Source URL: https://www.tweentribune.com/article/tween78/teen-uses-legos-build-braille-printer/

Assigned 17 times

  • GS-Rei
    2/10/2015 - 03:56 p.m.

    One advantage is you can move it around more since it would be lighter and it wouldn't add weight to any cabinets and make the braille printer hard to carry.

  • ericm-Bit
    4/14/2015 - 01:17 p.m.

    One advantage of a light braille printer is that it can be transported from place to place. Now people can start bringing it wherever they go because it is so light.

  • kellenm-Bit
    4/14/2015 - 01:19 p.m.

    Lego's and very small batteries that has lots of power. It depends on how big it is. if you wanted a small one you need a smaller one.

  • jaymees-Bit
    4/14/2015 - 01:19 p.m.

    There are many advantages of a light-weight and cheaper braille printer.
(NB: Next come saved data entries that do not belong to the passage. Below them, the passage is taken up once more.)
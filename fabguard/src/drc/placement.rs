//! Component placement spacing.
//!
//! Placement lists come either from a pick-and-place style JSON file or from
//! the board's own footprints. Footprints from a mounting-hole library are
//! treated as holes, which block parts on both sides of the board.

use serde::{Deserialize, Serialize};
use std::path::Path;
use thiserror::Error;

use crate::config::RuleConfig;
use crate::geometry::{below, distance, Point};
use crate::model::{Board, Side};
use crate::violation::{CheckId, Violation};

#[derive(Debug, Error)]
pub enum PlacementError {
    #[error("Failed to read placement file: {0}")]
    Io(#[from] std::io::Error),
    #[error("Failed to parse placement JSON: {0}")]
    Json(#[from] serde_json::Error),
}

#[derive(Debug, Clone, PartialEq, Serialize, Deserialize)]
pub struct Placement {
    pub reference: String,
    pub x: f64,
    pub y: f64,
    pub side: Side,
}

#[derive(Debug, Clone, Copy, PartialEq, Serialize, Deserialize)]
pub struct MountingHole {
    pub x: f64,
    pub y: f64,
}

impl MountingHole {
    pub fn label(&self) -> String {
        format!("MH@{:.0},{:.0}", self.x, self.y)
    }
}

#[derive(Debug, Clone, Default, PartialEq, Serialize, Deserialize)]
pub struct PlacementList {
    #[serde(default)]
    pub placements: Vec<Placement>,
    #[serde(default)]
    pub mounting_holes: Vec<MountingHole>,
}

impl PlacementList {
    pub fn from_json_str(json: &str) -> Result<Self, PlacementError> {
        Ok(serde_json::from_str(json)?)
    }

    pub fn from_file(path: &Path) -> Result<Self, PlacementError> {
        let content = std::fs::read_to_string(path)?;
        let list = Self::from_json_str(&content)?;
        tracing::info!(
            placements = list.placements.len(),
            mounting_holes = list.mounting_holes.len(),
            file = %path.display(),
            "loaded placement list"
        );
        Ok(list)
    }

    pub fn from_board(board: &Board) -> Self {
        let mut list = Self::default();
        for fp in &board.footprints {
            if fp.is_mounting_hole() {
                list.mounting_holes.push(MountingHole {
                    x: fp.position.x,
                    y: fp.position.y,
                });
            } else {
                list.placements.push(Placement {
                    reference: fp.reference.clone(),
                    x: fp.position.x,
                    y: fp.position.y,
                    side: fp.side,
                });
            }
        }
        list
    }
}

struct Item {
    label: String,
    at: Point,
    /// `None` for mounting holes.
    side: Option<Side>,
}

impl Item {
    fn competes_with(&self, other: &Item) -> bool {
        match (self.side, other.side) {
            (Some(a), Some(b)) => a == b,
            _ => true,
        }
    }
}

/// Every pair of placed items that can collide and whose centers are closer
/// than `min_component_spacing`.
pub fn check_component_overlap(list: &PlacementList, config: &RuleConfig) -> Vec<Violation> {
    let min = config.min_component_spacing;
    let items: Vec<Item> = list
        .placements
        .iter()
        .map(|p| Item {
            label: p.reference.clone(),
            at: Point::new(p.x, p.y),
            side: Some(p.side),
        })
        .chain(list.mounting_holes.iter().map(|h| Item {
            label: h.label(),
            at: Point::new(h.x, h.y),
            side: None,
        }))
        .collect();

    let mut violations = Vec::new();
    for (i, a) in items.iter().enumerate() {
        for b in &items[i + 1..] {
            if !a.competes_with(b) {
                continue;
            }
            let d = distance(a.at, b.at);
            if below(d, min) {
                violations.push(
                    Violation::new(
                        CheckId::ComponentOverlap,
                        format!("{} <-> {}: {:.1}mm apart (min {}mm)", a.label, b.label, d, min),
                    )
                    .at(a.at)
                    .with_items([a.label.as_str(), b.label.as_str()]),
                );
            }
        }
    }
    violations
}

#[cfg(test)]
mod tests {
    use super::*;
    use crate::model::Footprint;

    fn placement(reference: &str, x: f64, y: f64, side: Side) -> Placement {
        Placement {
            reference: reference.to_string(),
            x,
            y,
            side,
        }
    }

    #[test]
    fn test_overlap_on_same_side() {
        let list = PlacementList {
            placements: vec![
                placement("C1", 10.0, 10.0, Side::Bottom),
                placement("C2", 12.0, 10.0, Side::Bottom),
                placement("SW1", 11.0, 10.0, Side::Top),
            ],
            mounting_holes: vec![],
        };
        let violations = check_component_overlap(&list, &RuleConfig::default());
        assert_eq!(violations.len(), 1);
        assert_eq!(violations[0].message, "C1 <-> C2: 2.0mm apart (min 3mm)");
    }

    #[test]
    fn test_mounting_hole_blocks_both_sides() {
        let list = PlacementList {
            placements: vec![
                placement("U1", 10.0, 11.0, Side::Bottom),
                placement("SW1", 11.0, 10.0, Side::Top),
            ],
            mounting_holes: vec![MountingHole { x: 10.0, y: 10.0 }],
        };
        let violations = check_component_overlap(&list, &RuleConfig::default());
        let messages: Vec<_> = violations.iter().map(|v| v.message.as_str()).collect();
        assert_eq!(
            messages,
            vec![
                "U1 <-> MH@10,10: 1.0mm apart (min 3mm)",
                "SW1 <-> MH@10,10: 1.0mm apart (min 3mm)",
            ]
        );
    }

    #[test]
    fn test_from_json() {
        let json = r#"{
            "placements": [{"reference": "U1", "x": 80.0, "y": 37.5, "side": "bottom"}],
            "mounting_holes": [{"x": 10.0, "y": 7.0}]
        }"#;
        let list = PlacementList::from_json_str(json).unwrap();
        assert_eq!(list.placements[0].side, Side::Bottom);
        assert_eq!(list.mounting_holes[0].label(), "MH@10,7");
        assert!(PlacementList::from_json_str("{\"placements\": 3}").is_err());
    }

    #[test]
    fn test_from_board_splits_mounting_holes() {
        let footprint = |reference: &str, library: &str, x: f64| Footprint {
            uuid: String::new(),
            reference: reference.to_string(),
            library: library.to_string(),
            side: Side::Bottom,
            position: Point::new(x, 20.0),
            rotation: 0.0,
            pads: vec![],
        };
        let board = Board {
            footprints: vec![
                footprint("R1", "Resistor_SMD:R_0805", 30.0),
                footprint("H1", "MountingHole:MountingHole_2.5mm", 10.0),
            ],
            ..Default::default()
        };
        let list = PlacementList::from_board(&board);
        assert_eq!(list.placements.len(), 1);
        assert_eq!(list.placements[0].reference, "R1");
        assert_eq!(list.mounting_holes, vec![MountingHole { x: 10.0, y: 20.0 }]);
    }
}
First of all, why would you want to buy a braille printer for $2000, when you can get one for around $350? Second, a smaller and less heavier printer would be more convenient and easy to carry on the go.

  • austin3-Bit
    4/14/2015 - 01:22 p.m.

    One of the advantages of having a light-weight braille printer is that it will be easy to carry with you, and if the printers are small they wont take up a lot of space.

  • isabellam-Bit
    4/14/2015 - 01:23 p.m.

    One advantage of a light-weight printer could be its price. The less material that is used to construct the printer, the less expensive it would be. Many visually impaired people could afford it, thereby making their lives easier. The lightness of the printer would also increase its portability. You could take it anywhere with you since it's not as heavy. Having a portable braille printer around with you all the time would help you because you would be able to function properly since you have things written in braille. I support Shubham Banerjee's decision to make braille printers lighter.

  • julias-Bit
    4/14/2015 - 01:24 p.m.

    One advantage of a light weight printer is that it will cost less. The story states that before Banerjee, brail printers coasted at least 2,000$. Now, Banerjee's new printer costs only about 350$

  • vinnip-Bit
    4/14/2015 - 01:25 p.m.

    An advantage of a light-weight printer would be that it is more portable. You can easily carry it around and place it in a school for the blind, then later bring it back home and put it somewhere in a study room or something.

  • kieraf-Bit
    4/14/2015 - 01:26 p.m.

    One advantage of having a light-weight braille printer is it can move around easily.Having a twenty pound braille printer is much too hard to move around from one place to another, but having a light- weight printer is easy to carry in your purse or backpack. imagine if you were a teacher at a school for blind children and you had to bring 31 braille printers. That would be way too heavy. Imagine if you were a teacher at a school for blind children and you had to bring 31 light- weight braille printers. That wouldn't be so hard of heavy to do. That's an advantage of the light-weight braille printers. As you can see, moving around light-weight braille printers is an advantage

  • lilaa-Bit
    4/14/2015 - 01:37 p.m.

    In the following passage "Teen uses Legos to build braille printer", one of the advantage of a light weight braille printer is that if it's light you can actually travel with the printer. For instance, if a person needed to take the printer with him/her it would be much easier to hold it than having a 2,000 pound printer with you. Also if you compare the prices to a heavier printer and a lighter printer,the lighter printer cost less than the heavier one which people like. In all light weight printers are more easier to handle with than heavy weight printers.